Re: Aggregates with non-commutative transition functions - Mailing list pgsql-general

From Emmanuel Charpentier
Subject Re: Aggregates with non-commutative transition functions
Date
Msg-id 3E4DFC4F.3060101@bacbuc.dyndns.org
Whole thread Raw
In response to Re: Aggregates with non-commutative transition functions  (Tom Lane <tgl@sss.pgh.pa.us>)
Responses Re: Aggregates with non-commutative transition functions  (Tom Lane <tgl@sss.pgh.pa.us>)
List pgsql-general
(CC'd to the newsgroup/mailing list to work around damn Tom's spamguard,
which refuses to recognize my SMTP as a possibly valid one ...)

Dear Tom,

Tom Lane wrote:
> Emmanuel Charpentier <charpent@bacbuc.dyndns.org> writes:
>
>>In other words, may I guarantee that :
>>select recnum, glue(linenum)as authors from (select recnum, linenum, author
>>from cit_authors where <some conditions on recnum> order by recnum,
>>linenum) as foo;
>>will indeed give me the authors in the original order ?
>
>
> The query as given is illegal; you'd need to add "GROUP BY recnum" to
> the outer query to make it legal.  And once you do that, I don't think
> you can rely on the ordering of the rows.

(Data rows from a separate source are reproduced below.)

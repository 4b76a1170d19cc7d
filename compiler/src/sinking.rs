//! Downward sinking of particulate tracers.
//!
//! Sinking is upwind advection at a fixed speed `w > 0`. Each tracer that
//! sinks carries a [`SinkingProfile`]: the speed on every face of the
//! vertical grid, precomputed once. The flux through a face is
//! `w_face · c_above`; the tendency of cell `k` is
//! `(w_{k+1} · c_{k+1} − w_k · c_k) / Δz_k`, with `c_{k+1} = 0` at the surface.

use crate::grid::VerticalGrid;

/// Default distance over which a closed bottom ramps the speed to zero.
pub const DEFAULT_SMOOTHING_DISTANCE: f64 = 2.0;

/// Face speeds of one sinking tracer.
#[derive(Debug, Clone, PartialEq)]
pub struct SinkingProfile {
    speed: f64,
    face_speeds: Vec<f64>,
    spacing: Vec<f64>,
}

impl SinkingProfile {
    /// Precomputes face speeds for `speed` on `grid`.
    ///
    /// With `open_bottom` every face below the surface carries `speed` and
    /// material leaves through the bottom. Otherwise the speed on a face at
    /// height `z` is `speed · tanh(max(0, (z − z_bottom) / smoothing_distance))`,
    /// which is exactly zero on the bottom face. The surface face never
    /// carries flux.
    #[must_use]
    pub fn new(speed: f64, grid: &VerticalGrid, open_bottom: bool, smoothing_distance: f64) -> Self {
        let faces = grid.faces();
        let surface = faces.len() - 1;
        let bottom = grid.bottom();
        let face_speeds = faces
            .iter()
            .enumerate()
            .map(|(k, &z)| {
                if k == surface {
                    0.0
                } else if open_bottom {
                    speed
                } else {
                    speed * ((z - bottom) / smoothing_distance).max(0.0).tanh()
                }
            })
            .collect();
        let spacing = (0..grid.levels()).map(|k| grid.spacing(k)).collect();
        SinkingProfile {
            speed,
            face_speeds,
            spacing,
        }
    }

    /// Configured speed.
    #[must_use]
    pub fn speed(&self) -> f64 {
        self.speed
    }

    /// Effective speed on the bottom face of cell `level`.
    #[must_use]
    pub fn speed_at(&self, level: usize) -> Option<f64> {
        self.face_speeds.get(level).copied()
    }

    /// Number of cells the profile covers.
    #[must_use]
    pub fn levels(&self) -> usize {
        self.spacing.len()
    }

    /// Sinking tendency of cell `level` given the concentration there and
    /// in the cell above (`None` at the surface).
    #[must_use]
    pub fn divergence(&self, level: usize, here: f64, above: Option<f64>) -> f64 {
        let inflow = self.face_speeds[level + 1] * above.unwrap_or(0.0);
        let outflow = self.face_speeds[level] * here;
        (inflow - outflow) / self.spacing[level]
    }
}

#[cfg(test)]
#[allow(clippy::unwrap_used)]
mod tests {
    use super::*;

    fn grid() -> VerticalGrid {
        VerticalGrid::uniform(40.0, 4).unwrap()
    }

    #[test]
    fn open_bottom_keeps_the_configured_speed() {
        let p = SinkingProfile::new(3.0, &grid(), true, DEFAULT_SMOOTHING_DISTANCE);
        assert_eq!(p.speed_at(0), Some(3.0));
        assert_eq!(p.speed_at(2), Some(3.0));
        assert_eq!(p.speed_at(4), Some(0.0));
    }

    #[test]
    fn closed_bottom_ramps_to_zero() {
        let p = SinkingProfile::new(3.0, &grid(), false, DEFAULT_SMOOTHING_DISTANCE);
        assert_eq!(p.speed_at(0), Some(0.0));
        let interior = p.speed_at(1).unwrap();
        assert!(interior > 0.0 && interior <= 3.0);
    }

    #[test]
    fn closed_column_conserves_mass() {
        let g = grid();
        let p = SinkingProfile::new(3.0, &g, false, DEFAULT_SMOOTHING_DISTANCE);
        let c = [0.4, 1.0, 2.0, 0.5];
        let total: f64 = (0..4)
            .map(|k| p.divergence(k, c[k], c.get(k + 1).copied()) * g.spacing(k))
            .sum();
        assert!(total.abs() < 1e-12, "column total {total}");
    }

    #[test]
    fn open_column_loses_through_the_bottom() {
        let g = grid();
        let p = SinkingProfile::new(3.0, &g, true, DEFAULT_SMOOTHING_DISTANCE);
        let c = [1.0; 4];
        let total: f64 = (0..4)
            .map(|k| p.divergence(k, c[k], c.get(k + 1).copied()) * g.spacing(k))
            .sum();
        assert!((total + 3.0).abs() < 1e-12);
    }
}
//! Per-source destination access control.
//!
//! A [`PermissionEngine`] holds the global [`AddressMatcher`] and one
//! matcher per client source host, compiled from a
//! [`PolicySet`](regolith_config::PolicySet).

pub mod address;
mod engine;
mod matcher;

pub use engine::{PermissionEngine, PolicySnapshot};
pub use matcher::{AddressMatcher, WildcardMatcher};
pub use regolith_config::Action;
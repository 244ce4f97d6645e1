//! `host:port` normalization shared by policy compilation and lookups.
//!
//! Every key a matcher sees has the form `host:port`, with the host
//! lowercased and IPv6 literals bracketed.

use std::fmt::Display;

/// Separates host and port.
///
/// The port is taken from after the last `:` only when it is numeric, so
/// an unbracketed IPv6 literal loses its last group to the port. An empty
/// port (`"host:"`) counts as no port. Brackets around the host are removed.
pub fn split_host_port(host_port: &str) -> (&str, Option<&str>) {
    let mut host = host_port;
    let mut port = None;

    if let Some(colon) = host.rfind(':') {
        let candidate = &host[colon + 1..];
        if candidate.bytes().all(|b| b.is_ascii_digit()) {
            if !candidate.is_empty() {
                port = Some(candidate);
            }
            host = &host[..colon];
        }
    }

    if let Some(inner) = host.strip_prefix('[').and_then(|h| h.strip_suffix(']')) {
        host = inner;
    }

    (host, port)
}

/// Joins host and port, bracketing hosts that contain a colon.
pub fn join_host_port(host: &str, port: impl Display) -> String {
    if host.contains(':') {
        format!("[{}]:{}", host, port)
    } else {
        format!("{}:{}", host, port)
    }
}

/// Builds the matching key for a destination.
#[inline]
pub fn destination(host: &str, port: u16) -> String {
    let host = host.trim_start_matches('[').trim_end_matches(']');
    join_host_port(&host.to_ascii_lowercase(), port)
}

/// Normalizes a source key: brackets removed, lowercased.
#[inline]
pub fn source_key(source: &str) -> String {
    source
        .trim_start_matches('[')
        .trim_end_matches(']')
        .to_ascii_lowercase()
}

Right ! I was typing off the top of my mind ...

> This problem has been discussed before, and I think we came up with some
> workaround for it, but I don't have time to go trolling the archives for
> the solution at the moment.

I looked up the archives (not a, easy task ...), didn't found a solution
per se, but a good explanation of the problem (yours, BTW ...). and got an
idea : the problem arises, according to you) from the fact that the
aggregation itself requires a sort according to the grouping key, which
isn't stable (i.e. may muck the row ordering of the table to which the
aggregate is to be applied) "on most platforms" (does this mean that you
use the libc sort() ?).

Since the stability of the sort is an issue but for this quite specific
case, one could envision a flag to "CREATE AGGREGATE", signalling the
planner the fact that the transition function isn't commutative, hence the
need to use a stable version of sort() (I *suppose* that this exists in the
littterature ...). AFAICT, this is the only case where this need arises.

Since CREATE AGGREGATE is PostgreSQL-specific anyway, this shouldn't break
compatibility with anything.

What I do not know is if this extension has enough of "general usefulness"
to grant the work (insertion of a stable sort routine, mucling with the
planner, changging the grammar for CREATE AGGREGATE, extenging
pg_aggregate, etc ...) necessary to  fit it in PostgreSQL...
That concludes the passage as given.